Forbes, who with his wife, Laurie and others also leads the church’s youth group, wanted to offer youth throughout the community ― not just Presbyterians ― fun opportunities to learn about the Bible and a chance to get their questions answered as honestly as possible.
He knew from experience that kids enjoy friendly competition ― even if the prizes are less than fabulous.
He also realized an effective way to reach youth is through the devices they’re already holding in their hands ― smart phones and iPads.
So during a typical 707 meeting ― which begin at 7:07 on the dot, thanks to everyone’s cell phone clock being synchronized ― Forbes will first toss out a few Bible trivia questions. Some youth will flip through their Bibles to try to be first to answer (Forbes discloses the book and chapter to give these youth a fighting chance) while others use a search engine or even text their friends in search of the right answer.
Answering questions correctly results in something Forbes calls “worthless points,” or WPs. It’s unclear to the youth ― even to Forbes ― what will be given to the youth with the most WPs at the end of the year.
Recently, he’s had youth donate 10 percent of their WPs to someone who doesn’t have as many. On other occasions, he’ll award a point to the youth who’s talking when a timer goes off ― or who asks a particularly good question.
“It’s all kind of random,” he said, smiling.
Youth are invited to text or email their theological questions to Forbes throughout the week. Adult leaders attempt to answer those questions during 707.

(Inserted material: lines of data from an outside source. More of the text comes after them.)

//! Read-only queries over a railway graph

use hashbrown::{HashMap, HashSet};
use petgraph::algo::connected_components;
use petgraph::graph::{NodeIndex, UnGraph};

use super::GraphStore;
use crate::{Error, Node, NodeId, TrackPoint};

/// All nodes with exactly `degree` neighbors, ordered by id.
pub fn nodes_with_degree<S>(store: &S, degree: usize) -> Result<Vec<Node>, Error>
where
    S: GraphStore + ?Sized,
{
    store.find_nodes_where(&|node| node.degree() == degree)
}

/// All nodes whose number of neighbors differs from `degree`.
pub fn nodes_with_degree_ne<S>(store: &S, degree: usize) -> Result<Vec<Node>, Error>
where
    S: GraphStore + ?Sized,
{
    store.find_nodes_where(&|node| node.degree() != degree)
}

pub fn endpoints<S>(store: &S) -> Result<Vec<Node>, Error>
where
    S: GraphStore + ?Sized,
{
    nodes_with_degree(store, 1)
}

pub fn junctions<S>(store: &S) -> Result<Vec<Node>, Error>
where
    S: GraphStore + ?Sized,
{
    store.find_nodes_where(&|node| node.is_junction())
}

/// Edges `(from, to)` whose target node doesn't exist.
pub fn inconsistent_edges<S>(store: &S) -> Result<Vec<(NodeId, NodeId)>, Error>
where
    S: GraphStore + ?Sized,
{
    let nodes = store.all_nodes()?;
    let ids: HashSet<NodeId> = nodes.iter().map(|n| n.id).collect();

    Ok(nodes
        .iter()
        .flat_map(|node| {
            node.neighbors()
                .filter(|id| !ids.contains(id))
                .map(move |id| (node.id, id))
        })
        .collect())
}

/// Locations of `ids`, in the given order.
///
/// # Errors
///
/// [`Error::MissingNode`] for the first id that doesn't exist.
pub fn locs_for<S>(store: &S, ids: &[NodeId]) -> Result<Vec<TrackPoint>, Error>
where
    S: GraphStore + ?Sized,
{
    ids.iter()
        .map(|&id| store.node(id).map(|node| node.triplet()))
        .collect()
}

/// Converts the store into an undirected petgraph graph.
///
/// Node weights are node ids, edge weights edge lengths. Each neighboring
/// pair becomes a single edge; edges to missing nodes are left out.
pub fn to_ungraph<S>(store: &S) -> Result<UnGraph<NodeId, f64>, Error>
where
    S: GraphStore + ?Sized,
{
    let nodes = store.all_nodes()?;
    let mut graph = UnGraph::with_capacity(nodes.len(), nodes.len());

    let indices: HashMap<NodeId, NodeIndex> = nodes
        .iter()
        .map(|node| (node.id, graph.add_node(node.id)))
        .collect();

    let mut added: HashSet<(NodeId, NodeId)> = HashSet::new();
    for node in &nodes {
        for successor in &node.successors {
            let Some(&to) = indices.get(&successor.id) else {
                continue;
            };
            let key = (node.id.min(successor.id), node.id.max(successor.id));
            if added.insert(key) {
                graph.add_edge(indices[&node.id], to, successor.distance);
            }
        }
    }

    Ok(graph)
}

/// Number of connected components of the graph
pub fn component_count<S>(store: &S) -> Result<usize, Error>
where
    S: GraphStore + ?Sized,
{
    Ok(connected_components(&to_ungraph(store)?))
}
use std::collections::VecDeque;
use std::mem;

use hashbrown::HashSet;

use super::{Segment, Segmenter};
use crate::{Error, NodeId};

/// Re-splits the segments of another segmenter at station nodes.
///
/// A station inside a segment ends one piece and starts the next, so the
/// station is kept as a shared end point. Pieces shorter than two nodes
/// are dropped.
pub struct StationSplitter<G> {
    inner: G,
    stations: HashSet<NodeId>,
    pending: VecDeque<Segment>,
}

impl<G: Segmenter> StationSplitter<G> {
    pub fn new(inner: G, stations: impl IntoIterator<Item = NodeId>) -> Self {
        Self {
            inner,
            stations: stations.into_iter().collect(),
            pending: VecDeque::new(),
        }
    }

    fn split(&self, segment: Segment) -> Vec<Segment> {
        let mut pieces = Vec::new();
        let mut piece = Vec::with_capacity(segment.len());

        for node in segment.nodes {
            if self.stations.contains(&node.id) {
                piece.push(node.clone());
                pieces.push(Segment::new(mem::replace(&mut piece, vec![node])));
            } else {
                piece.push(node);
            }
        }
        pieces.push(Segment::new(piece));

        pieces.retain(|piece| piece.len() >= 2);
        pieces
    }
}

impl<G: Segmenter> Iterator for StationSplitter<G> {
    type Item = Result<Segment, Error>;

    fn next(&mut self) -> Option<Self::Item> {
        loop {
            if let Some(piece) = self.pending.pop_front() {
                return Some(Ok(piece));
            }

            match self.inner.next()? {
                Ok(segment) => {
                    let pieces = self.split(segment);
                    self.pending.extend(pieces);
                }
                Err(e) => return Some(Err(e)),
            }
        }
    }
}

impl<G: Segmenter> Segmenter for StationSplitter<G> {
    fn estimated_num_segments(&self) -> usize {
        self.inner.estimated_num_segments() + self.stations.len()
    }
}

#[cfg(test)]
mod tests {
    use geo::Point;

    use super::*;
    use crate::Node;

    /// Yields prepared segments
    struct Fixed(std::vec::IntoIter<Segment>);

    impl Iterator for Fixed {
        type Item = Result<Segment, Error>;

        fn next(&mut self) -> Option<Self::Item> {
            self.0.next().map(Ok)
        }
    }

    impl Segmenter for Fixed {
        fn estimated_num_segments(&self) -> usize {
            self.0.len()
        }
    }

    fn segment(ids: &[NodeId]) -> Segment {
        Segment::new(
            ids.iter()
                .map(|&id| Node::new(id, Point::new(id as f64, 0.0)))
                .collect(),
        )
    }

    fn split(segments: &[&[NodeId]], stations: &[NodeId]) -> Vec<Vec<NodeId>> {
        let inner = Fixed(segments.iter().map(|ids| segment(ids)).collect::<Vec<_>>().into_iter());
        StationSplitter::new(inner, stations.iter().copied())
            .map(|s| s.unwrap().ids())
            .collect()
    }

    #[test]
    fn splits_at_stations() {
        assert_eq!(
            split(&[&[1, 2, 3, 4, 5], &[6, 7]], &[3]),
            vec![vec![1, 2, 3], vec![3, 4, 5], vec![6, 7]]
        );
    }

    #[test]
    fn stations_at_the_ends_leave_no_stubs() {
        assert_eq!(
            split(&[&[1, 2, 3], &[3, 4]], &[1, 3]),
            vec![vec![1, 2, 3], vec![3, 4]]
        );
    }

    #[test]
    fn adjacent_stations() {
        assert_eq!(
            split(&[&[1, 2, 3, 4]], &[2, 3]),
            vec![vec![1, 2], vec![2, 3], vec![3, 4]]
        );
    }

    #[test]
    fn without_stations_segments_pass_through() {
        assert_eq!(split(&[&[1, 2], &[2, 3, 4]], &[]), vec![vec![1, 2], vec![2, 3, 4]]);
    }
}
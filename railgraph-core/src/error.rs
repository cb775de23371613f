use thiserror::Error;

use crate::NodeId;

#[derive(Error, Debug)]
pub enum Error {
    #[error("Invalid input: {0}")]
    InvalidInput(String),
    #[error("Invalid argument: {0}")]
    InvalidArgument(String),
    #[error("There is no such node {0}")]
    MissingNode(NodeId),
    #[error("Node {0} already exists")]
    DuplicateNode(NodeId),
    #[error("Storage error: {0}")]
    Store(String),
    #[error("I/O error: {0}")]
    IoError(#[from] std::io::Error),
    #[error("JSON error: {0}")]
    Json(#[from] serde_json::Error),
}
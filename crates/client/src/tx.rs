//! Handles given to units of work inside a session.

use std::ops::Deref;

use memsync_core::{
    errors::{ClientError, Operation},
    traits::Session,
};
use serde::{de::DeserializeOwned, Serialize};

/// Read access to an open session.
pub struct ReadTx<X: Session> {
    session: X,
}

impl<X: Session> ReadTx<X> {
    pub(crate) fn new(session: X) -> Self {
        Self { session }
    }

    pub fn get(&self, key: &str) -> Result<Option<Vec<u8>>, ClientError> {
        self.session
            .get(key)
            .map_err(|e| ClientError::connectivity(Operation::Get, Some(key), e))
    }

    pub fn get_json<T: DeserializeOwned>(&self, key: &str) -> Result<T, ClientError> {
        let bytes = self
            .get(key)?
            .ok_or_else(|| ClientError::not_found(Operation::Get, key))?;
        serde_json::from_slice(&bytes).map_err(|source| ClientError::Encoding {
            op: Operation::Get,
            key: key.to_owned(),
            source,
        })
    }

    pub fn list_keys(&self, prefix: &str) -> Result<Vec<String>, ClientError> {
        self.session
            .list_keys(prefix)
            .map_err(|e| ClientError::connectivity(Operation::ListKeys, Some(prefix), e))
    }
}

/// Read-write access. Writes become visible to other sessions on commit.
pub struct WriteTx<X: Session> {
    inner: ReadTx<X>,
}

impl<X: Session> WriteTx<X> {
    pub(crate) fn new(session: X) -> Self {
        Self {
            inner: ReadTx::new(session),
        }
    }

    pub(crate) fn into_session(self) -> X {
        self.inner.session
    }

    pub fn set(&mut self, key: &str, value: &[u8]) -> Result<(), ClientError> {
        self.inner
            .session
            .set(key, value)
            .map_err(|e| ClientError::connectivity(Operation::Set, Some(key), e))
    }

    pub fn set_json<T: Serialize + ?Sized>(
        &mut self,
        key: &str,
        value: &T,
    ) -> Result<(), ClientError> {
        let bytes = serde_json::to_vec(value).map_err(|source| ClientError::Encoding {
            op: Operation::Set,
            key: key.to_owned(),
            source,
        })?;
        self.set(key, &bytes)
    }

    pub fn delete(&mut self, key: &str) -> Result<(), ClientError> {
        self.inner
            .session
            .delete(key)
            .map_err(|e| ClientError::connectivity(Operation::Delete, Some(key), e))
    }
}

impl<X: Session> Deref for WriteTx<X> {
    type Target = ReadTx<X>;

    fn deref(&self) -> &Self::Target {
        &self.inner
    }
}
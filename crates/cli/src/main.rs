use std::{path::PathBuf, time::Duration};

use clap::{Args, Parser, Subcommand, ValueEnum};
use color_eyre::eyre::{eyre, Result};
use memsync_client::{DefaultClient, StorageClient};
use memsync_core::{
    config::{SessionConfig, DEFAULT_DATABASE, DEFAULT_STALENESS},
    errors::{ClientError, Operation},
    traits::{AccountService, RemoteStore},
};
use memsync_storage_ephemeral::EphemeralStore;
use memsync_storage_git::GitStore;
use serde::{Deserialize, Serialize};
use tracing::info;
use tracing_subscriber::EnvFilter;

#[derive(Clone, Copy, Debug, ValueEnum, Serialize, Deserialize, PartialEq)]
#[serde(rename_all = "lowercase")]
enum Backend {
    Git,
    Ephemeral,
}

#[derive(Parser, Debug)]
#[command(name = "memsync", version, about = "Remote-synced key-value store client")]
struct Cli {
    #[arg(long, global = true, default_value = "info")]
    log_level: String,
    #[arg(long, global = true)]
    config: Option<String>,
    #[command(flatten)]
    conn: ConnArgs,
    #[command(subcommand)]
    command: Commands,
}

#[derive(Args, Debug, Default)]
struct ConnArgs {
    #[arg(long, global = true, value_enum)]
    backend: Option<Backend>,
    #[arg(long, global = true, help = "Local working tree for the git backend")]
    root: Option<String>,
    #[arg(
        long,
        global = true,
        value_name = "URL",
        help = "Remote address (file:///path or a git URL)"
    )]
    host: Option<String>,
    #[arg(long, global = true)]
    database: Option<String>,
    #[arg(long = "no-auto-sync", global = true)]
    no_auto_sync: bool,
    #[arg(long = "staleness-secs", global = true, value_name = "SECS")]
    staleness_secs: Option<u64>,
    #[arg(long = "device-id", global = true)]
    device_id: Option<String>,
}

#[derive(Subcommand, Debug)]
enum Commands {
    Get { key: String },
    Set { key: String, value: String },
    Delete { key: String },
    List {
        #[arg(default_value = "")]
        prefix: String,
    },
    Sync,
    Status,
    Reset {
        #[arg(long, help = "Confirm wiping local and remote data")]
        yes: bool,
    },
    Whoami,
    Keys,
    UnlinkKey { id: String },
}

#[derive(Clone, Debug, Default, Serialize, Deserialize)]
struct RemoteSection {
    host: Option<String>,
    database: Option<String>,
    auto_sync: Option<bool>,
    staleness_secs: Option<u64>,
}

#[derive(Clone, Debug, Default, Serialize, Deserialize)]
struct StorageSection {
    backend: Option<Backend>,
    root: Option<String>,
    device_id: Option<String>,
}

#[derive(Clone, Debug, Default, Serialize, Deserialize)]
struct AppConfig {
    #[serde(default)]
    remote: Option<RemoteSection>,
    #[serde(default)]
    storage: Option<StorageSection>,
}

/// Flags win over the config file and environment, which win over defaults.
#[derive(Clone, Debug)]
struct Settings {
    backend: Backend,
    root: PathBuf,
    host: String,
    database: String,
    auto_sync: bool,
    staleness: Duration,
    device_id: Option<String>,
}

impl Settings {
    fn resolve(conn: &ConnArgs, cfg: &AppConfig) -> Self {
        let remote = cfg.remote.clone().unwrap_or_default();
        let storage = cfg.storage.clone().unwrap_or_default();
        let root = expand_path(
            conn.root
                .as_deref()
                .or(storage.root.as_deref())
                .unwrap_or("./memsync-data"),
        );
        let host = conn.host.clone().or(remote.host).unwrap_or_else(|| {
            let abs = if root.is_absolute() {
                root.clone()
            } else {
                std::env::current_dir()
                    .map(|cwd| cwd.join(&root))
                    .unwrap_or_else(|_| root.clone())
            };
            format!("file://{}", abs.join("remote").display())
        });
        Self {
            backend: conn.backend.or(storage.backend).unwrap_or(Backend::Git),
            root,
            host,
            database: conn
                .database
                .clone()
                .or(remote.database)
                .unwrap_or_else(|| DEFAULT_DATABASE.to_string()),
            auto_sync: !conn.no_auto_sync && remote.auto_sync.unwrap_or(true),
            staleness: conn
                .staleness_secs
                .or(remote.staleness_secs)
                .map(Duration::from_secs)
                .unwrap_or(DEFAULT_STALENESS),
            device_id: conn.device_id.clone().or(storage.device_id),
        }
    }

    fn session_config(&self) -> Result<SessionConfig, ClientError> {
        Ok(SessionConfig::new(&self.host, &self.database)?
            .with_auto_sync(self.auto_sync)
            .with_staleness(self.staleness))
    }
}

fn init_tracing(level: &str) {
    let filter = EnvFilter::try_new(level).unwrap_or_else(|_| EnvFilter::new("info"));
    tracing_subscriber::fmt()
        .with_env_filter(filter)
        .with_writer(std::io::stderr)
        .with_target(false)
        .compact()
        .init();
}

fn main() -> Result<()> {
    color_eyre::install()?;
    let cli = Cli::parse();
    init_tracing(&cli.log_level);
    let cfg = load_config(cli.config.as_deref())?.unwrap_or_default();
    let settings = Settings::resolve(&cli.conn, &cfg);
    tracing::debug!(?settings, "resolved settings");

    match settings.backend {
        Backend::Git => {
            let s = settings.clone();
            let accessor = DefaultClient::new(move || {
                let mut store = GitStore::new(&s.root)
                    .map_err(|e| ClientError::connectivity(Operation::Open, None, e))?;
                if let Some(id) = &s.device_id {
                    store.set_device_id(id);
                }
                Ok(StorageClient::new(s.session_config()?, store))
            });
            run(&accessor, cli.command)
        }
        Backend::Ephemeral => {
            let s = settings.clone();
            let accessor = DefaultClient::new(move || {
                Ok(StorageClient::new(s.session_config()?, EphemeralStore::new()))
            });
            run(&accessor, cli.command)
        }
    }
}

fn run<S>(accessor: &DefaultClient<S>, command: Commands) -> Result<()>
where
    S: RemoteStore + AccountService,
{
    let client = accessor.get()?;
    match command {
        Commands::Get { key } => match client.get(&key)? {
            Some(value) => println!("{}", String::from_utf8_lossy(&value)),
            None => return Err(eyre!("not found: {key}")),
        },
        Commands::Set { key, value } => {
            client.set(&key, value.as_bytes())?;
            info!(key = %key, "stored");
        }
        Commands::Delete { key } => {
            client.delete(&key)?;
            info!(key = %key, "deleted");
        }
        Commands::List { prefix } => {
            let mut keys = client.list_keys(&prefix)?;
            keys.sort();
            for key in keys {
                println!("{key}");
            }
        }
        Commands::Sync => {
            client.sync()?;
            println!("synced");
        }
        Commands::Status => {
            let cfg = client.config();
            let last = client
                .last_synced_at()?
                .map(|t| t.to_rfc3339())
                .unwrap_or_else(|| "never".into());
            println!("database: {}", cfg.database());
            println!("host: {}", cfg.host());
            println!("auto_sync: {}", cfg.auto_sync());
            println!("staleness_secs: {}", cfg.staleness().as_secs());
            println!("last_sync: {last}");
            println!("stale: {}", client.is_stale()?);
        }
        Commands::Reset { yes } => {
            if !yes {
                return Err(eyre!("reset wipes local and remote data; pass --yes to confirm"));
            }
            client.reset()?;
            println!("reset {}", client.config().database());
        }
        Commands::Whoami => println!("{}", client.id()?),
        Commands::Keys => {
            for key in client.list_authorized_keys()? {
                println!(
                    "{}\t{}\t{}",
                    key.id,
                    key.label.as_deref().unwrap_or("-"),
                    key.added_at.to_rfc3339()
                );
            }
        }
        Commands::UnlinkKey { id } => {
            client.unlink_key(&id)?;
            println!("unlinked {id}");
        }
    }
    Ok(())
}

fn load_config(path: Option<&str>) -> Result<Option<AppConfig>> {
    let mut builder = config::Config::builder().add_source(
        config::Environment::with_prefix("MEMSYNC")
            .separator("__")
            .try_parsing(true),
    );

    let mut has_sources = false;
    if let Some(raw) = path {
        let expanded = expand_path(raw);
        has_sources = true;
        if !expanded.exists() {
            tracing::warn!(
                path = expanded.display().to_string(),
                "config file not found; continuing with defaults and env overrides"
            );
        }
        builder = builder.add_source(config::File::from(expanded).required(false));
    }

    let cfg = builder
        .build()
        .map_err(|e| eyre!("config load error: {}", e))?;
    let parsed: AppConfig = cfg
        .try_deserialize()
        .map_err(|e| eyre!("config parse error: {}", e))?;
    if has_sources || parsed.remote.is_some() || parsed.storage.is_some() {
        return Ok(Some(parsed));
    }
    Ok(None)
}

fn expand_path(input: &str) -> PathBuf {
    if input == "~" {
        return home_dir().unwrap_or_else(|| PathBuf::from(input));
    }
    if let Some(rest) = input.strip_prefix("~/") {
        return home_dir()
            .map(|mut base| {
                base.push(rest);
                base
            })
            .unwrap_or_else(|| PathBuf::from(rest));
    }
    PathBuf::from(input)
}

fn home_dir() -> Option<PathBuf> {
    std::env::var_os("HOME")
        .map(PathBuf::from)
        .or_else(|| std::env::var_os("USERPROFILE").map(PathBuf::from))
}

While some queries are relatively easy to answer, others fall into the “Did you ever hear a message from God and know for sure it was God talking?” category.
Most 707 meetings are held at church, but sometimes the group meets in people’s houses ― even one time in a family’s barn that, helpfully, featured both a widescreen television and a bottomless tub of popcorn.
Youth say they’re glad to be part of the fun.
“707 has a laid-back feel to it. It’s not a strict environment,” said Eric Slaughter, 16, a UPC member.
“I like the games. It gets you interactively involved with the Bible,” said Eileen Westfall, a Lone Tree High School senior who attends St. Mary Parish in Lone Tree.
“This is something everybody should be doing,” said Harry Miller, also a senior and a member at St. Mary. “It really makes me think.”
“I just like being here,” said Tyler Gosnell, another senior, “and sharing my faith with all my friends.”
Mike Ferguson is a member of United Presbyterian Church in Lone Tree, Iowa, and a reporter for The Muscatine Journal, the newspaper where Mark Twain got his start. He is a regular contributor to Presbyterian News Service.